The clam is an air bag attached to the front of a floating breakwater. The wave squeezes the air in the bag in and out through a bidirectional fan (or in the original design a pair of one way flap valves feeding a unidirectional fan). It damps the waves behind it considerably.

The Farley triplate is three plates the first is half a wavelength from the second and the second and third are a full wavelength apart. All three are adjustable and tune to the average wave frequency. Because the front plate is out of phase with the other two the wave energy drives it back and forth relative to the other two. A farley triplate is theoretically the most efficient system but wares very fast and so has never been deployed commercially.

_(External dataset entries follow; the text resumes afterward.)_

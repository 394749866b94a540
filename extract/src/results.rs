//! Query result rows and their SPARQL JSON wire shape.
//!
//! ```json
//! { "head": { "vars": ["property", "range"] },
//!   "results": { "bindings": [
//!     { "property": { "type": "uri", "value": "https://example.com/name" } } ] } }
//! ```
//!
//! Variables absent from a binding object are unbound.

use std::collections::BTreeMap;

use serde::{Deserialize, Serialize};

use crate::error::FetchError;

/// One cell of a result row.
#[derive(Debug, Clone, PartialEq, Eq, Serialize, Deserialize)]
#[serde(from = "WireTerm", into = "WireTerm")]
pub enum TaggedValue {
    /// An IRI.
    Uri(String),
    /// The lexical form of a literal.
    Literal(String),
    /// An `OPTIONAL` variable that did not match.
    Unbound,
    /// Any other term kind (blank node, quoted triple, ...).
    Unrecognized {
        /// The wire `type` tag.
        kind: String,
        /// The wire `value`.
        value: String,
    },
}

static UNBOUND: TaggedValue = TaggedValue::Unbound;

impl TaggedValue {
    /// Returns false for [`TaggedValue::Unbound`].
    pub fn is_bound(&self) -> bool {
        !matches!(self, TaggedValue::Unbound)
    }

    /// The raw string carried by the cell, or "" when unbound.
    pub fn raw(&self) -> &str {
        match self {
            TaggedValue::Uri(value) | TaggedValue::Literal(value) => value,
            TaggedValue::Unrecognized { value, .. } => value,
            TaggedValue::Unbound => "",
        }
    }
}

#[derive(Serialize, Deserialize)]
struct WireTerm {
    #[serde(rename = "type")]
    kind: String,
    #[serde(default)]
    value: String,
}

impl From<WireTerm> for TaggedValue {
    fn from(term: WireTerm) -> Self {
        match term.kind.as_str() {
            "uri" => TaggedValue::Uri(term.value),
            "literal" | "typed-literal" => TaggedValue::Literal(term.value),
            "unbound" => TaggedValue::Unbound,
            _ => TaggedValue::Unrecognized {
                kind: term.kind,
                value: term.value,
            },
        }
    }
}

impl From<TaggedValue> for WireTerm {
    fn from(value: TaggedValue) -> Self {
        let (kind, value) = match value {
            TaggedValue::Uri(value) => ("uri".to_string(), value),
            TaggedValue::Literal(value) => ("literal".to_string(), value),
            TaggedValue::Unbound => ("unbound".to_string(), String::new()),
            TaggedValue::Unrecognized { kind, value } => (kind, value),
        };
        Self { kind, value }
    }
}

/// A result row: query variable name to cell.
#[derive(Debug, Clone, Default, PartialEq, Eq, Serialize, Deserialize)]
#[serde(transparent)]
pub struct Row(BTreeMap<String, TaggedValue>);

impl Row {
    /// Creates an empty row (every variable unbound).
    pub fn new() -> Self {
        Self::default()
    }

    /// Binds `variable` to `value`. Binding [`TaggedValue::Unbound`] removes it.
    pub fn bind(&mut self, variable: impl Into<String>, value: TaggedValue) {
        let variable = variable.into();
        if value.is_bound() {
            self.0.insert(variable, value);
        } else {
            self.0.remove(&variable);
        }
    }

    /// Builder form of [`Row::bind`].
    #[must_use]
    pub fn with(mut self, variable: impl Into<String>, value: TaggedValue) -> Self {
        self.bind(variable, value);
        self
    }

    /// The cell for `variable`; [`TaggedValue::Unbound`] when absent.
    pub fn get(&self, variable: &str) -> &TaggedValue {
        self.0.get(variable).unwrap_or(&UNBOUND)
    }

    /// Iterates over bound variables in name order.
    pub fn iter(&self) -> impl Iterator<Item = (&str, &TaggedValue)> {
        self.0.iter().map(|(k, v)| (k.as_str(), v))
    }
}

/// Projection header of a result document.
#[derive(Debug, Clone, Default, PartialEq, Eq, Serialize, Deserialize)]
pub struct Head {
    /// Projected variable names, in projection order.
    #[serde(default)]
    pub vars: Vec<String>,
}

/// Row container of a result document.
#[derive(Debug, Clone, Default, PartialEq, Eq, Serialize, Deserialize)]
pub struct Bindings {
    /// Rows in result order.
    #[serde(default)]
    pub bindings: Vec<Row>,
}

/// A complete solution sequence in the SPARQL 1.1 JSON results shape.
#[derive(Debug, Clone, Default, PartialEq, Eq, Serialize, Deserialize)]
pub struct ResultSet {
    /// Projected variables.
    #[serde(default)]
    pub head: Head,
    /// Solution rows.
    pub results: Bindings,
}

impl ResultSet {
    /// Builds a result set from projected variables and rows.
    pub fn new(vars: Vec<String>, rows: Vec<Row>) -> Self {
        Self {
            head: Head { vars },
            results: Bindings { bindings: rows },
        }
    }

    /// Decodes a recorded SPARQL JSON results document.
    ///
    /// # Errors
    ///
    /// Returns [`FetchError::Json`] if the document does not have the
    /// expected shape.
    pub fn from_json(text: &str) -> Result<Self, FetchError> {
        Ok(serde_json::from_str(text)?)
    }

    /// Encodes the result set as a SPARQL JSON results document.
    ///
    /// # Errors
    ///
    /// Returns [`FetchError::Json`] if serialization fails.
    pub fn to_json(&self) -> Result<String, FetchError> {
        Ok(serde_json::to_string_pretty(self)?)
    }

    /// Rows in result order.
    pub fn rows(&self) -> &[Row] {
        &self.results.bindings
    }
}

#[cfg(test)]
#[allow(clippy::unwrap_used)]
mod tests {
    use super::*;

    #[test]
    fn decodes_wire_shape() {
        let text = r#"{
            "head": { "vars": ["property", "label", "node"] },
            "results": { "bindings": [
                { "property": { "type": "uri", "value": "https://example.com/name" },
                  "label": { "type": "literal", "value": "name", "xml:lang": "en" },
                  "node": { "type": "bnode", "value": "b0" } },
                { "label": { "type": "typed-literal", "value": "42",
                             "datatype": "http://www.w3.org/2001/XMLSchema#integer" } }
            ] }
        }"#;
        let results = ResultSet::from_json(text).unwrap();
        assert_eq!(results.head.vars, ["property", "label", "node"]);
        let rows = results.rows();
        assert_eq!(rows.len(), 2);
        assert_eq!(
            rows[0].get("property"),
            &TaggedValue::Uri("https://example.com/name".to_string())
        );
        assert_eq!(rows[0].get("label"), &TaggedValue::Literal("name".to_string()));
        assert_eq!(
            rows[0].get("node"),
            &TaggedValue::Unrecognized {
                kind: "bnode".to_string(),
                value: "b0".to_string()
            }
        );
        assert_eq!(rows[1].get("property"), &TaggedValue::Unbound);
        assert_eq!(rows[1].get("label").raw(), "42");
    }

    #[test]
    fn binding_unbound_removes_the_cell() {
        let mut row = Row::new().with("range", TaggedValue::Literal("x".to_string()));
        row.bind("range", TaggedValue::Unbound);
        assert!(!row.get("range").is_bound());
        assert_eq!(row.iter().count(), 0);
    }

    #[test]
    fn encodes_back_to_wire_shape() {
        let row = Row::new().with("p", TaggedValue::Uri("https://example.com/p".to_string()));
        let results = ResultSet::new(vec!["p".to_string()], vec![row]);
        let json = results.to_json().unwrap();
        assert!(json.contains(r#""type": "uri""#));
        assert_eq!(ResultSet::from_json(&json).unwrap(), results);
    }
}
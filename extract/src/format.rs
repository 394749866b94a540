//! Turning result cells into display strings.
//!
//! Literals pass through verbatim. IRIs become hyperlinks whose text is the
//! compact `prefix:local` form when a namespace is registered, and whose
//! target is a local `#fragment` when the IRI belongs to the documented
//! ontology.

use crate::config::Config;
use crate::diagnostics::{DiagnosticKind, Diagnostics};
use crate::results::{Row, TaggedValue};

/// Vocabularies registered after the configured prefixes.
pub const WELL_KNOWN_PREFIXES: [(&str, &str); 16] = [
    ("owl", "http://www.w3.org/2002/07/owl#"),
    ("rdf", "http://www.w3.org/1999/02/22-rdf-syntax-ns#"),
    ("rdfs", "http://www.w3.org/2000/01/rdf-schema#"),
    ("xsd", "http://www.w3.org/2001/XMLSchema#"),
    ("xml", "http://www.w3.org/XML/1998/namespace"),
    ("sh", "http://www.w3.org/ns/shacl#"),
    ("skos", "http://www.w3.org/2004/02/skos/core#"),
    ("dc", "http://purl.org/dc/elements/1.1/"),
    ("dcterms", "http://purl.org/dc/terms/"),
    ("dcat", "http://www.w3.org/ns/dcat#"),
    ("foaf", "http://xmlns.com/foaf/0.1/"),
    ("prov", "http://www.w3.org/ns/prov#"),
    ("schema", "https://schema.org/"),
    ("vann", "http://purl.org/vocab/vann/"),
    ("void", "http://rdfs.org/ns/void#"),
    ("time", "http://www.w3.org/2006/time#"),
];

/// Namespace bindings used to compact IRIs.
#[derive(Debug, Clone, Default)]
pub struct PrefixRegistry {
    bindings: Vec<(String, String)>,
}

impl PrefixRegistry {
    /// Creates an empty registry.
    pub fn new() -> Self {
        Self::default()
    }

    /// Configured prefixes first, then [`WELL_KNOWN_PREFIXES`].
    pub fn from_config(config: &Config) -> Self {
        let mut registry = Self::new();
        for (name, iri) in config.prefixes() {
            registry.bind(name, iri.as_str());
        }
        for (name, namespace) in WELL_KNOWN_PREFIXES {
            registry.bind(name, namespace);
        }
        registry
    }

    /// Binds `namespace` under `name` and returns the name actually used.
    ///
    /// A namespace that is already bound keeps its existing name. A name
    /// already taken by another namespace gets the first free numeric suffix
    /// (`schema` becomes `schema1`).
    pub fn bind(&mut self, name: &str, namespace: &str) -> String {
        if let Some((existing, _)) = self.bindings.iter().find(|(_, ns)| ns == namespace) {
            return existing.clone();
        }
        let mut candidate = name.to_string();
        let mut suffix = 1;
        while self.namespace(&candidate).is_some() {
            candidate = format!("{name}{suffix}");
            suffix += 1;
        }
        self.bindings.push((candidate.clone(), namespace.to_string()));
        candidate
    }

    /// The namespace bound to `name`.
    pub fn namespace(&self, name: &str) -> Option<&str> {
        self.bindings
            .iter()
            .find(|(n, _)| n == name)
            .map(|(_, ns)| ns.as_str())
    }

    /// Compacts `iri` with the longest matching namespace. The local part
    /// must be non-empty and contain no `/` or `#`.
    pub fn compact(&self, iri: &str) -> Option<String> {
        self.bindings
            .iter()
            .filter_map(|(name, ns)| {
                let local = iri.strip_prefix(ns.as_str())?;
                let valid = !local.is_empty() && !local.contains(['/', '#']);
                valid.then_some((ns.len(), name, local))
            })
            .max_by_key(|(len, _, _)| *len)
            .map(|(_, name, local)| format!("{name}:{local}"))
    }
}

/// Formats cells against one ontology base and prefix registry.
#[derive(Debug, Clone)]
pub struct ValueFormatter {
    base: String,
    separator: String,
    prefixes: PrefixRegistry,
}

impl ValueFormatter {
    /// Creates a formatter. IRIs starting with `base` link to `#local`;
    /// fragment identifiers are cut at `separator`.
    pub fn new(base: impl Into<String>, separator: impl Into<String>, prefixes: PrefixRegistry) -> Self {
        Self {
            base: base.into(),
            separator: separator.into(),
            prefixes,
        }
    }

    /// Formatter for the configured ontology base and prefixes.
    pub fn from_config(config: &Config) -> Self {
        Self::new(
            config.ontology_base(),
            config.ontology().separator.clone(),
            PrefixRegistry::from_config(config),
        )
    }

    /// Formats one cell. Unbound and unrecognized cells become "" and are
    /// recorded against `column`.
    pub fn format(&self, value: &TaggedValue, column: &str, diagnostics: &mut Diagnostics) -> String {
        match value {
            TaggedValue::Literal(text) => text.clone(),
            TaggedValue::Uri(iri) => self.hyperlink(iri),
            TaggedValue::Unbound => {
                diagnostics.warn(DiagnosticKind::Unbound, column, "missing value encountered");
                String::new()
            }
            TaggedValue::Unrecognized { kind, value } => {
                diagnostics.warn(
                    DiagnosticKind::UnrecognizedTerm,
                    column,
                    format!("unknown type `{kind}` for value `{value}`"),
                );
                String::new()
            }
        }
    }

    /// Formats the cell `column` of `row`.
    pub fn format_cell(&self, row: &Row, column: &str, diagnostics: &mut Diagnostics) -> String {
        self.format(row.get(column), column, diagnostics)
    }

    /// Like [`ValueFormatter::format_cell`], but `None` for cells that
    /// degraded to "" (still recorded as diagnostics).
    pub fn present_cell(
        &self,
        row: &Row,
        column: &str,
        diagnostics: &mut Diagnostics,
    ) -> Option<String> {
        let value = row.get(column);
        let formatted = self.format(value, column, diagnostics);
        matches!(value, TaggedValue::Uri(_) | TaggedValue::Literal(_)).then_some(formatted)
    }

    /// `<a href="target">label</a>` for an IRI.
    pub fn hyperlink(&self, iri: &str) -> String {
        format!(
            r#"<a href="{}">{}</a>"#,
            escape_html(&self.link_target(iri)),
            escape_html(&self.display_label(iri))
        )
    }

    /// `#local` for IRIs of the documented ontology, the IRI otherwise.
    pub fn link_target(&self, iri: &str) -> String {
        match iri.strip_prefix(self.base.as_str()) {
            Some(local) if !self.base.is_empty() => format!("#{local}"),
            _ => iri.to_string(),
        }
    }

    /// Compact `prefix:local` form, or the full IRI.
    pub fn display_label(&self, iri: &str) -> String {
        self.prefixes.compact(iri).unwrap_or_else(|| iri.to_string())
    }

    /// [`extract_fragment`] with the configured separator.
    pub fn fragment(&self, iri: &str) -> String {
        extract_fragment(iri, &self.separator)
    }
}

/// The part of `uri` after the last `separator`, or "" if it has none.
/// An empty separator falls back to `#`.
pub fn extract_fragment(uri: &str, separator: &str) -> String {
    let separator = if separator.is_empty() { "#" } else { separator };
    uri.rsplit_once(separator)
        .map(|(_, fragment)| fragment.to_string())
        .unwrap_or_default()
}

/// Escapes text for use in element content and double- or single-quoted
/// attribute values.
pub fn escape_html(text: &str) -> String {
    let mut escaped = String::with_capacity(text.len());
    for c in text.chars() {
        match c {
            '&' => escaped.push_str("&amp;"),
            '<' => escaped.push_str("&lt;"),
            '>' => escaped.push_str("&gt;"),
            '"' => escaped.push_str("&quot;"),
            '\'' => escaped.push_str("&#39;"),
            other => escaped.push(other),
        }
    }
    escaped
}

#[cfg(test)]
#[allow(clippy::unwrap_used)]
mod tests {
    use super::*;

    fn formatter(base: &str) -> ValueFormatter {
        let mut prefixes = PrefixRegistry::new();
        prefixes.bind("xsd", "http://www.w3.org/2001/XMLSchema#");
        prefixes.bind("ex", "https://example.com/");
        ValueFormatter::new(base, "/", prefixes)
    }

    #[test]
    fn escaping_covers_both_quote_styles() {
        assert_eq!(
            escape_html(r#"<a title="x" alt='y'>&</a>"#),
            "&lt;a title=&quot;x&quot; alt=&#39;y&#39;&gt;&amp;&lt;/a&gt;"
        );
    }

    #[test]
    fn literals_pass_through() {
        let mut diagnostics = Diagnostics::new();
        for text in ["Respecter", "", "<b>bold</b>", "a, b"] {
            let value = TaggedValue::Literal(text.to_string());
            assert_eq!(formatter("https://x.org/").format(&value, "c", &mut diagnostics), text);
        }
        assert!(diagnostics.is_empty());
    }

    #[test]
    fn ontology_iris_become_local_fragments() {
        let f = ValueFormatter::new("https://example.com/", "/", PrefixRegistry::new());
        let value = TaggedValue::Uri("https://example.com/respecter".to_string());
        assert_eq!(
            f.format(&value, "property", &mut Diagnostics::new()),
            r##"<a href="#respecter">https://example.com/respecter</a>"##
        );
        assert_eq!(f.link_target("https://example.com/a/b"), "#a/b");
    }

    #[test]
    fn foreign_iris_keep_their_target() {
        let f = ValueFormatter::new("https://my-other-example.com/", "/", PrefixRegistry::new());
        let value = TaggedValue::Uri("https://example.com/respecter".to_string());
        assert_eq!(
            f.format(&value, "property", &mut Diagnostics::new()),
            r#"<a href="https://example.com/respecter">https://example.com/respecter</a>"#
        );
    }

    #[test]
    fn registered_prefixes_shorten_labels() {
        let f = formatter("https://example.com/");
        assert_eq!(
            f.hyperlink("http://www.w3.org/2001/XMLSchema#string"),
            r#"<a href="http://www.w3.org/2001/XMLSchema#string">xsd:string</a>"#
        );
        assert_eq!(
            f.hyperlink("https://example.com/Person"),
            r##"<a href="#Person">ex:Person</a>"##
        );
        assert_eq!(f.display_label("https://example.com/a/b"), "https://example.com/a/b");
    }

    #[test]
    fn unbound_and_unknown_degrade_to_empty() {
        let f = formatter("https://example.com/");
        let mut diagnostics = Diagnostics::new();
        assert_eq!(f.format(&TaggedValue::Unbound, "range", &mut diagnostics), "");
        let bnode = TaggedValue::Unrecognized {
            kind: "bnode".to_string(),
            value: "b1".to_string(),
        };
        assert_eq!(f.format(&bnode, "domain", &mut diagnostics), "");
        assert_eq!(diagnostics.count(DiagnosticKind::Unbound), 1);
        assert_eq!(diagnostics.count(DiagnosticKind::UnrecognizedTerm), 1);
        assert_eq!(diagnostics.entries()[1].column, "domain");

        let row = Row::new().with("label", TaggedValue::Literal(String::new()));
        assert_eq!(f.present_cell(&row, "label", &mut diagnostics).as_deref(), Some(""));
        assert_eq!(f.present_cell(&row, "range", &mut diagnostics), None);
        assert_eq!(diagnostics.count(DiagnosticKind::Unbound), 2);
    }

    #[test]
    fn fragments() {
        assert_eq!(extract_fragment("https://example.com/respecter", "/"), "respecter");
        assert_eq!(extract_fragment("https://example.com#respecter", "#"), "respecter");
        assert_eq!(extract_fragment("no-separator-here", "#"), "");
        assert_eq!(extract_fragment("https://example.com/a#b", ""), "b");
    }

    #[test]
    fn longest_namespace_wins() {
        let mut prefixes = PrefixRegistry::new();
        prefixes.bind("ex", "https://example.com/");
        prefixes.bind("exv", "https://example.com/vocab#");
        assert_eq!(
            prefixes.compact("https://example.com/vocab#Term").as_deref(),
            Some("exv:Term")
        );
    }

    #[test]
    fn colliding_names_get_numeric_suffixes() {
        let mut prefixes = PrefixRegistry::new();
        assert_eq!(prefixes.bind("schema", "http://schema.org/"), "schema");
        assert_eq!(prefixes.bind("schema", "https://schema.org/"), "schema1");
        assert_eq!(prefixes.bind("other", "http://schema.org/"), "schema");
        assert_eq!(
            prefixes.compact("https://schema.org/Person").as_deref(),
            Some("schema1:Person")
        );
    }

    #[test]
    fn link_attributes_are_escaped() {
        let f = formatter("https://example.com/");
        assert_eq!(
            f.hyperlink("https://other.org/search?a=1&b=2"),
            r#"<a href="https://other.org/search?a=1&amp;b=2">https://other.org/search?a=1&amp;b=2</a>"#
        );
    }
}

If we focus on damping the waves and not getting electricity to land then these could be optimised as breakwaters.

Wave steads

I also have an idea of mounting a sea stead on a salters duck. Using the ducks in two rows to support a light high structure above the waves. The duck can oscillate converting the wave action into rotational forces on a bearing. We build truck bearings routinely to handle multi-ton loads and millions of oscillations. A wall of these duck based sea steads would shelter vessels in normal seas. Where the waves are choppy because they come from a mix of directions, a Box of wave could provide a safe harbour.

New ultra-durable materials should make this possible. If we design for easy maintenance we save money. The key to using these active damping technologies is to make the energy of the waves pay for the Duck and suspension, maintenance, etc so the sea stead platform and breakwater effect is essentially free.